MUCH: exploiting pairwise hardware event monitor correlations for improved timing analysis of complex MPSoCs

2021 
Measurement-based timing analysis techniques increasingly rely on the Performance Monitoring Units (PMU) of MPSoCs, as these units implement specialized Hardware Event Monitors (HEMs) that convey detailed information about multicore interference in hardware shared resources. Unfortunately, there is an evident mismatch between the large number of HEMs (typically several hundreds) and the comparatively small number (normally less than ten) of Performance Monitoring Counters (PMCs) that can be configured to track HEMs in the PMU. Timing analysis normally require to observe a non-negligible number of HEMs per task from the same execution.
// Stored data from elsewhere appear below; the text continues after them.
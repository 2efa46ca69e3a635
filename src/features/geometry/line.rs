use crate::features::geometry::point::Point;

#[derive(Debug,Clone)]
pub struct Line<T> where T: PartialOrd + PartialEq {
    pub points: Vec<Point<T>>
}

// https://en.wikipedia.org/wiki/Bresenham%27s_line_algorithm
pub fn line_bresenham(point_a: &Point<isize>, point_b: &Point<isize>) -> Line<isize> {
    let (mut x0, mut y0) = (point_a.x, point_a.y);
    let (x1, y1) = (point_b.x, point_b.y);

    let dx = (x1 - x0).abs();
    let sx = if x0 < x1 { 1 } else { -1 };
    let dy = -(y1 - y0).abs();
    let sy = if y0 < y1 { 1 } else { -1 };
    let mut err = dx + dy;

    let mut points = Vec::<Point<isize>>::with_capacity((dx.max(-dy) + 1) as usize);
    loop {
        points.push(Point::new(x0, y0));
        if x0 == x1 && y0 == y1 {
            break;
        }
        let e2 = 2*err;
        if e2 >= dy {
            err += dy;
            x0 += sx;
        }
        if e2 <= dx {
            err += dx;
            y0 += sy;
        }
    }

    Line{points}
}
However, due to the small number of PMCs, HEMs are necessarily collected across multiple runs that, despite intended to repeat the same experiment, carry out some significant variability (above 50% for some HEMs in relevant MPSoCs) caused by platform-intrinsic execution conditions. Therefore, blindly merging HEMs from different runs is not acceptable since they may easily correspond to significantly different conditions. To tackle this issue, the HRM approach has been proposed recently to merge HEMs from different runs accurately preserving their correlation w.r.t. one anchor HEM (i.e. processor cycles) building on order statistics. However, HRM do not always preserves the correlation between other pairs of HEMs that might be lost to a large extent. This paper copes with HRM limitations by proposing the MUlti-Correlation HEM reading and merging approach (MUCH). MUCH builds on multivariate Gaussian distributions to merge HEMs from different runs while preserving pairwise correlations across each individual pair of HEMs simultaneously. Our results on an NXP T2080 MPSoC used for avionics systems show that MUCH largely outperforms HRM for an identical number of input runs.